This era in which we live is full of images. We may well say that it is an era of excessive images. Starting from the cellular phone screen that tells us to wake up in the morning, the television screen during meal time, commercial screens on the subway, cosmetic advertisements and even the computer screen we turn on to do our work we are traveling through a magnificent scenery of images, moving our perspective from image to image.
We use the word “Image” not only for images as a scenery but also in various ways. We say that “someone has a good image” as a judgement of character. In this circumstance, the word “image” is used to show the appearance of one person, not the human nature. The essence of human nature is hidden in the profound, which makes people judge others by appearance, in other words, the outer image, most of the time. This is how the “simulation phenomena” occurs, as Jean Baudrillard theorized.
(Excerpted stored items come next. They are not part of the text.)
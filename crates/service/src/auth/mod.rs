//! Admin identity: three-layer architecture (domain, repository, service).
//!
//! Passwords are stored as argon2 PHC strings; the web layer only ever sees `AdminUser`.

pub mod domain;
pub mod errors;
pub mod repository;
pub mod service;
pub mod repo;

pub use service::AuthService;
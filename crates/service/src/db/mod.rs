//! Database-backed operations, one module per aggregate entry point.

pub mod bike_service;
pub mod service_record_service;
pub mod bill_service;
pub mod booking_service;

use crate::errors::ServiceError;

/// A present, non-blank payload field.
pub(crate) fn required<'a>(value: Option<&'a str>, field: &str) -> Result<&'a str, ServiceError> {
    match value {
        Some(v) if !v.trim().is_empty() => Ok(v),
        _ => Err(ServiceError::required(field)),
    }
}

/// An optional date field; blank counts as absent.
pub(crate) fn optional_timestamp(
    value: Option<&str>,
    field: &str,
) -> Result<Option<sea_orm::prelude::DateTimeWithTimeZone>, ServiceError> {
    match value.map(str::trim).filter(|v| !v.is_empty()) {
        Some(raw) => Ok(Some(models::dates::parse_timestamp(field, raw)?)),
        None => Ok(None),
    }
}
use std::time::Duration;

use configs::DatabaseConfig;
use sea_orm::{ConnectOptions, ConnectionTrait, Database, DatabaseConnection};
use tracing::info;

/// Open the shared pool described by `cfg`.
///
/// An in-memory SQLite database lives inside a single connection, so the pool
/// is pinned to one connection in that case.
pub async fn connect_with_config(cfg: &DatabaseConfig) -> anyhow::Result<DatabaseConnection> {
    let mut opts = ConnectOptions::new(cfg.url.clone());
    let in_memory = cfg.is_sqlite() && cfg.url.contains(":memory:");
    if in_memory {
        opts.max_connections(1).min_connections(1);
    } else {
        opts.max_connections(cfg.max_connections)
            .min_connections(cfg.min_connections)
            .idle_timeout(Duration::from_secs(cfg.idle_timeout_secs))
            .max_lifetime(Duration::from_secs(cfg.max_lifetime_secs));
    }
    opts.connect_timeout(Duration::from_secs(cfg.connect_timeout_secs))
        .acquire_timeout(Duration::from_secs(cfg.acquire_timeout_secs))
        .sqlx_logging(cfg.sqlx_logging);

    let db = Database::connect(opts).await?;
    info!(backend = ?db.get_database_backend(), in_memory, "database connected");
    Ok(db)
}

/// Throwaway SQLite database, used by tests and local experiments.
pub async fn connect_in_memory() -> anyhow::Result<DatabaseConnection> {
    let cfg = DatabaseConfig { url: "sqlite::memory:".into(), ..DatabaseConfig::default() };
    connect_with_config(&cfg).await
}
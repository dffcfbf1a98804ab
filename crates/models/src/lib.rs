pub mod errors;
pub mod db;
pub mod dates;
pub mod bike;
pub mod service_record;
pub mod bill;
pub mod bill_entry;
pub mod booking;
pub mod admin;

#[cfg(test)]
mod tests;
The most problematic sociocultural simulation phenomenon in today’s Korean society is plastic surgery. It has now become easy to mimic movie stars’ ideal figure. Plastic surgery is the answer – eye job, jaw job and liposuction for example. Recently in a Korean television show “Martian X-file,” a woman who calls herself a plastic surgery addict made a guest appearance. She mentioned that she had a total of 120 surgeries and medical treatments including injections for seven years.
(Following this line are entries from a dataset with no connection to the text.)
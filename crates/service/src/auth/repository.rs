use async_trait::async_trait;

use super::domain::{AdminUser, Credentials};
use super::errors::AuthError;

/// Repository abstraction for admin persistence.
#[async_trait]
pub trait AdminRepository: Send + Sync {
    async fn find_by_name(&self, name: &str) -> Result<Option<(AdminUser, Credentials)>, AuthError>;
    async fn create_admin(&self, name: &str, password_hash: String, password_algorithm: &str) -> Result<AdminUser, AuthError>;
}

/// Simple in-memory mock repository for tests and doc examples
pub mod mock {
    use super::*;
    use std::collections::HashMap;
    use std::sync::Mutex;
    use uuid::Uuid;

    #[derive(Default)]
    pub struct MockAdminRepository {
        admins: Mutex<HashMap<String, (AdminUser, Credentials)>>, // key: name
    }

    fn poisoned<T>(_: T) -> AuthError { AuthError::Repository("mock store lock poisoned".into()) }

    #[async_trait]
    impl AdminRepository for MockAdminRepository {
        async fn find_by_name(&self, name: &str) -> Result<Option<(AdminUser, Credentials)>, AuthError> {
            let admins = self.admins.lock().map_err(poisoned)?;
            Ok(admins.get(name).cloned())
        }

        async fn create_admin(&self, name: &str, password_hash: String, password_algorithm: &str) -> Result<AdminUser, AuthError> {
            let mut admins = self.admins.lock().map_err(poisoned)?;
            if admins.contains_key(name) {
                return Err(AuthError::Conflict);
            }
            let user = AdminUser { id: Uuid::new_v4(), name: name.to_string() };
            let creds = Credentials { admin_id: user.id, password_hash, password_algorithm: password_algorithm.to_string() };
            admins.insert(name.to_string(), (user.clone(), creds));
            Ok(user)
        }
    }
}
At this point, the simulation phenomena develop continuously, with the duplication replacing the original, acting as if it were always the original persona. People change their image so easily as if they erase and rewrite what was written on a palimpsest. Even if a person erases what was written on a palimpsest, the formerly written content cannot be erased off completely, and leaves an illegible trace. That is to say, the man-made image they get hinders the innate atmosphere and characteristics people have in themselves.
This is when we face the primitive question, “What is the relationship between image and the essence of human nature?” According to Aristoteles’s thesis that thinking is impossible without an image, image is also a spiritual picture. When we think of an object or a person, each image must contain a unique feature and tone.
Yet, we are living in a wave of consumer capitalism where computer technology duplicates similar images. Just like plastic surgery which deteriorates the original image, if the images keep on duplicating itself, the distance between image and the essence of human nature will never narrow down. If the simulation phenomena intensify, the world will be an overflow of cloned images.
Along with the development of digital culture, image has become more powerful than ever. Less people read paper books, and our vision seeks image beyond description. The opportunity to sketch a spiritual image in one’s brain is decreasing, as people once used to visualize each one’s thoughts along own perspective and experience through reading. Autumn is in the air. Autumn is the most appropriate time for us to go into my profound and to reflect our essence of existence and to draw our own spiritual picture.
* Professor Lee Suan received her Ph.D from Johann Wolfgang von Goethe University Frankfurt am Main in Germany for cultural sociology. She is currently an Associate Professor of Ewha Institute for the Humanities and her main publication includes “Cultural Sociology of Image.”